--- Task brief ---
Give the number of lines in the data below that contain "SwapStore", and only that number.

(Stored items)
§
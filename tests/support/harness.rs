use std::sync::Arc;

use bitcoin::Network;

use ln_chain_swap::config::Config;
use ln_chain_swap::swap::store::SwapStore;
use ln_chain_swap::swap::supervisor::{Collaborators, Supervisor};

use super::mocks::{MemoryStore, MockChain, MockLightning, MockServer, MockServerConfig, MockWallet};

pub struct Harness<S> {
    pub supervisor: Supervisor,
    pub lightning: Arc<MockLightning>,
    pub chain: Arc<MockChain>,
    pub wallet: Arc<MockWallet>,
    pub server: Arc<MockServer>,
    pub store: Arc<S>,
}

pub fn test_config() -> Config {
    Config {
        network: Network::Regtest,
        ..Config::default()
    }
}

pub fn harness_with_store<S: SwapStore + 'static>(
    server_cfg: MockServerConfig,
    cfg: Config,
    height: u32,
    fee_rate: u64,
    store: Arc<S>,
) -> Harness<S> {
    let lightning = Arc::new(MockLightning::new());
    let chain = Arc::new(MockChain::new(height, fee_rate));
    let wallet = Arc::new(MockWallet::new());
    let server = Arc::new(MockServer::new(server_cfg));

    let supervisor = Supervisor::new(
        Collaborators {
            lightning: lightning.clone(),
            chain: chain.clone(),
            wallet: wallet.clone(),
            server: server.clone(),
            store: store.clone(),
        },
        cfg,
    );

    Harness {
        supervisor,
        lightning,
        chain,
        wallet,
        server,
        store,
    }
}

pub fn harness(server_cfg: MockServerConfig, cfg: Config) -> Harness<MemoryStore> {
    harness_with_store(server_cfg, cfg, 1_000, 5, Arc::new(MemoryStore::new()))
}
§
--- Output for this task ---
2